The renovators found actual bones in the wall, and the show upped the drama factor by ten. Could this be the earthly remains of the ghost that had kept them from their sleep? Find out after the break. David was pretty sure the bones belonged to a dead squirrel, not a person. The thought of a TV production plagued by a ghost squirrel had him gasping with laughter.
A phone beside the bed rang, surprising him. He hadn’t noticed the room had a phone. Who would know where to call him, and why hadn’t they called his cell phone, and where was his cell phone? He tried to remember where he’d seen it last. He remembered a flash in the dark, grainy footage, something else, but maybe that was just the television show, and wow they were keeping him really high.
The phone rang again and he answered it. “BNL, this is David Geller-Bradley,” he said, though that wasn’t quite right.
“Um.” He’d confused the voice on the other end. “This is the visitor desk downstairs. Your nurse said not to let in any reporters, but I have someone here who says she works with your sister?”
He looked at the clock. Seven minutes left in Haunted House Hunters. “Send her up in eight minutes.”
“Fucking celebrities,” the voice muttered as he hung up.
David turned his attention back to the television. They were replaying the moments leading to the discovery of the bones.
“Knock knock?” a voice called from the hall.
He turned, annoyed.
“Can I come in? The receptionist said it was okay.”

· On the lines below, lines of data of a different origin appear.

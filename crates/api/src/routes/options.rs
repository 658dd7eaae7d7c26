use axum::routing::get;
use axum::Router;

use crate::handlers::options;
use crate::state::AppState;

pub fn router() -> Router<AppState> {
    Router::new().route("/", get(options::get_options))
}
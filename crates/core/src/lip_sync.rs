//! Placeholder for mascot lip-sync animation.
//!
//! Real lip-sync belongs to an external animation service. Until one is
//! integrated, [`pulse_scale`] produces a cosmetic scale factor that would
//! simulate mouth movement. The composition plan does not consume it.

use std::f64::consts::PI;

/// Pulses per second.
pub const PULSE_FREQUENCY_HZ: f64 = 3.0;

/// Peak deviation from a scale of 1.0.
pub const PULSE_AMPLITUDE: f64 = 0.05;

/// Scale factor for the mascot at `frame_index`, oscillating between 0.95
/// and 1.05 at [`PULSE_FREQUENCY_HZ`].
///
/// Returns 1.0 for a zero frame rate.
pub fn pulse_scale(frame_index: u64, fps: u32) -> f64 {
    if fps == 0 {
        return 1.0;
    }
    let t = frame_index as f64 / f64::from(fps);
    1.0 + PULSE_AMPLITUDE * (2.0 * PI * PULSE_FREQUENCY_HZ * t).sin()
}

#[cfg(test)]
mod tests {
    use super::*;

    #[test]
    fn first_frame_is_unscaled() {
        assert!((pulse_scale(0, 24) - 1.0).abs() < 1e-12);
    }

    #[test]
    fn stays_within_bounds() {
        for frame in 0..(24 * 15) {
            let scale = pulse_scale(frame, 24);
            assert!((0.95 - 1e-9..=1.05 + 1e-9).contains(&scale), "frame {frame}: {scale}");
        }
    }

    #[test]
    fn peaks_a_quarter_period_in() {
        // 3 Hz at 24 fps: a period is 8 frames, the peak lands on frame 2.
        assert!((pulse_scale(2, 24) - 1.05).abs() < 1e-9);
        assert!((pulse_scale(6, 24) - 0.95).abs() < 1e-9);
    }

    #[test]
    fn zero_fps_is_neutral() {
        assert_eq!(pulse_scale(10, 0), 1.0);
    }
}
#![allow(dead_code)]

use std::io::Cursor;
use std::path::{Path, PathBuf};
use std::sync::atomic::{AtomicUsize, Ordering};
use std::sync::Arc;
use std::time::Duration;

use async_trait::async_trait;
use axum::body::{Body, Bytes};
use axum::http::{Method, Request, Response};
use axum::Router;
use http_body_util::BodyExt;
use image::{DynamicImage, ImageFormat, Rgba, RgbaImage};
use promo_core::artifact::OutputMetadata;
use promo_core::choices::Language;
use promo_core::composition::{CompositionPlan, FontSet};
use promo_core::ffmpeg::FfmpegError;
use promo_pipeline::{MediaToolkit, PromoGenerator};
use promo_tts::{AudioFormat, SpeechSynthesizer, SynthesizedSpeech, TtsError};
use tower::ServiceExt;

use promo_api::config::{MediaConfig, ServerConfig, SessionConfig, TtsConfig, TtsProvider};
use promo_api::router::build_app_router;
use promo_api::state::AppState;

pub const MULTIPART_BOUNDARY: &str = "promo-test-boundary";

/// Build a test `ServerConfig` with safe defaults.
///
/// Uses `http://localhost:5173` as CORS origin and a 30-second request
/// timeout. Speech synthesis is disabled; tests inject fakes instead.
pub fn test_config() -> ServerConfig {
    ServerConfig {
        host: "127.0.0.1".to_string(),
        port: 0,
        cors_origins: vec!["http://localhost:5173".to_string()],
        request_timeout_secs: 30,
        max_upload_bytes: 2 * 1024 * 1024,
        session: SessionConfig {
            ttl_secs: 3600,
            sweep_interval_secs: 60,
        },
        tts: TtsConfig {
            provider: TtsProvider::Disabled,
            base_url: "http://127.0.0.1:9".to_string(),
            timeout_secs: 1,
        },
        media: MediaConfig {
            ffmpeg_path: PathBuf::from("ffmpeg"),
            ffprobe_path: PathBuf::from("ffprobe"),
            ffmpeg_timeout_secs: 10,
            font_file: None,
            header_font_file: None,
        },
    }
}

// ---------------------------------------------------------------------------
// Fakes
// ---------------------------------------------------------------------------

/// Synthesizer that returns a stub MP3 and counts calls.
#[derive(Default)]
pub struct FakeSynth {
    pub calls: AtomicUsize,
    pub languages: std::sync::Mutex<Vec<Language>>,
}

#[async_trait]
impl SpeechSynthesizer for FakeSynth {
    fn name(&self) -> &'static str {
        "fake"
    }

    async fn synthesize(
        &self,
        _text: &str,
        language: Language,
    ) -> Result<SynthesizedSpeech, TtsError> {
        self.calls.fetch_add(1, Ordering::SeqCst);
        self.languages.lock().unwrap().push(language);
        Ok(SynthesizedSpeech {
            audio: Bytes::from_static(b"ID3fake"),
            format: AudioFormat::Mp3,
        })
    }
}

/// Stands in for ffmpeg. Each render writes a file whose contents count the
/// renders, so tests can tell successive videos apart.
pub struct FakeToolkit {
    pub speech_secs: f64,
    pub fail_render: bool,
    pub renders: AtomicUsize,
}

impl FakeToolkit {
    pub fn new(speech_secs: f64) -> Self {
        Self {
            speech_secs,
            fail_render: false,
            renders: AtomicUsize::new(0),
        }
    }

    pub fn failing() -> Self {
        Self {
            fail_render: true,
            ..Self::new(4.0)
        }
    }
}

#[async_trait]
impl MediaToolkit for FakeToolkit {
    async fn probe_duration(&self, _path: &Path) -> Result<f64, FfmpegError> {
        Ok(self.speech_secs)
    }

    async fn render(&self, plan: &CompositionPlan) -> Result<(), FfmpegError> {
        let n = self.renders.fetch_add(1, Ordering::SeqCst) + 1;
        if self.fail_render {
            return Err(FfmpegError::ExecutionFailed {
                exit_code: Some(1),
                stderr: "Unknown encoder 'libx264'".into(),
            });
        }
        std::fs::write(&plan.output, format!("fake-mp4-{n}"))?;
        Ok(())
    }

    async fn inspect(&self, _path: &Path) -> Result<OutputMetadata, FfmpegError> {
        Ok(OutputMetadata {
            width: 1080,
            height: 1920,
            fps: 24.0,
            duration_secs: 15.0,
            video_codec: "h264".into(),
            audio_codec: Some("aac".into()),
        })
    }
}

/// Handles to the fakes behind a test app.
pub struct TestApp {
    pub router: Router,
    pub state: AppState,
    pub synth: Arc<FakeSynth>,
    pub toolkit: Arc<FakeToolkit>,
}

/// Build the full application router with all middleware layers around the
/// given synthesizer and toolkit.
///
/// Goes through [`build_app_router`] so integration tests exercise the same
/// middleware stack (CORS, request ID, timeout, tracing, panic recovery,
/// body limit) that production uses.
pub fn build_app_with(
    synth: Arc<dyn SpeechSynthesizer>,
    toolkit: Arc<dyn MediaToolkit>,
) -> (Router, AppState) {
    let config = test_config();
    let generator = PromoGenerator::new(synth, toolkit, FontSet::default());
    let state = AppState::new(config.clone(), generator);
    (build_app_router(state.clone(), &config), state)
}

/// Test app with a working fake synthesizer and a 4-second speech track.
pub fn build_test_app() -> TestApp {
    build_test_app_with_toolkit(FakeToolkit::new(4.0))
}

pub fn build_test_app_with_toolkit(toolkit: FakeToolkit) -> TestApp {
    let synth = Arc::new(FakeSynth::default());
    let toolkit = Arc::new(toolkit);
    let (router, state) = build_app_with(synth.clone(), toolkit.clone());
    TestApp {
        router,
        state,
        synth,
        toolkit,
    }
}

// ---------------------------------------------------------------------------
// Request helpers
// ---------------------------------------------------------------------------

pub async fn send(app: Router, request: Request<Body>) -> Response<Body> {
    tokio::time::timeout(Duration::from_secs(10), app.oneshot(request))
        .await
        .expect("request timed out")
        .unwrap()
}

pub async fn get(app: Router, uri: &str) -> Response<Body> {
    let request = Request::builder()
        .method(Method::GET)
        .uri(uri)
        .body(Body::empty())
        .unwrap();
    send(app, request).await
}

pub async fn post_empty(app: Router, uri: &str) -> Response<Body> {
    let request = Request::builder()
        .method(Method::POST)
        .uri(uri)
        .body(Body::empty())
        .unwrap();
    send(app, request).await
}

pub async fn delete(app: Router, uri: &str) -> Response<Body> {
    let request = Request::builder()
        .method(Method::DELETE)
        .uri(uri)
        .body(Body::empty())
        .unwrap();
    send(app, request).await
}

pub async fn post_multipart(app: Router, uri: &str, form: MultipartForm) -> Response<Body> {
    let request = Request::builder()
        .method(Method::POST)
        .uri(uri)
        .header(
            "content-type",
            format!("multipart/form-data; boundary={MULTIPART_BOUNDARY}"),
        )
        .body(Body::from(form.finish()))
        .unwrap();
    send(app, request).await
}

pub async fn body_bytes(response: Response<Body>) -> Bytes {
    response.into_body().collect().await.unwrap().to_bytes()
}

pub async fn body_json(response: Response<Body>) -> serde_json::Value {
    let bytes = body_bytes(response).await;
    serde_json::from_slice(&bytes).expect("response body should be JSON")
}

/// Create a session through the API and return its id.
pub async fn create_session(app: Router) -> String {
    let json = body_json(post_empty(app, "/api/v1/sessions").await).await;
    json["data"]["id"].as_str().unwrap().to_string()
}

// ---------------------------------------------------------------------------
// Multipart bodies
// ---------------------------------------------------------------------------

/// Minimal `multipart/form-data` body builder.
#[derive(Default)]
pub struct MultipartForm {
    body: Vec<u8>,
}

impl MultipartForm {
    pub fn new() -> Self {
        Self::default()
    }

    pub fn text(mut self, name: &str, value: &str) -> Self {
        self.body.extend_from_slice(
            format!(
                "--{MULTIPART_BOUNDARY}\r\nContent-Disposition: form-data; name=\"{name}\"\r\n\r\n{value}\r\n"
            )
            .as_bytes(),
        );
        self
    }

    pub fn file(mut self, name: &str, file_name: &str, content_type: &str, data: &[u8]) -> Self {
        self.body.extend_from_slice(
            format!(
                "--{MULTIPART_BOUNDARY}\r\nContent-Disposition: form-data; name=\"{name}\"; filename=\"{file_name}\"\r\nContent-Type: {content_type}\r\n\r\n"
            )
            .as_bytes(),
        );
        self.body.extend_from_slice(data);
        self.body.extend_from_slice(b"\r\n");
        self
    }

    /// Attach a small PNG as the mascot.
    pub fn mascot_png(self, width: u32, height: u32) -> Self {
        self.file("mascot", "mascot.png", "image/png", &png(width, height))
    }

    fn finish(mut self) -> Vec<u8> {
        self.body
            .extend_from_slice(format!("--{MULTIPART_BOUNDARY}--\r\n").as_bytes());
        self.body
    }
}

pub fn png(width: u32, height: u32) -> Vec<u8> {
    let img = RgbaImage::from_pixel(width, height, Rgba([255, 200, 0, 255]));
    let mut buf = Cursor::new(Vec::new());
    DynamicImage::ImageRgba8(img)
        .write_to(&mut buf, ImageFormat::Png)
        .unwrap();
    buf.into_inner()
}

It had been a while since he’d had any use for his Pilot, but David wished he had enough brain to finish his show and talk to whoever was standing in the doorway.
He sighed. “Come in.”
The woman who entered wore a navy business suit and a pale blue silk blouse. Her makeup was porcelain-doll pale except for blue lipstick, an intimidating look. He checked for her Pilot automatically, but didn’t see it. Oh. His sister’s coworker. She looked more put-together than he’d pictured for an activist; maybe he was being narrow in his stereotype.
“My name is Lana Robinson. Has Sophie mentioned me before?”
David tried to look through her head to the television. “No.”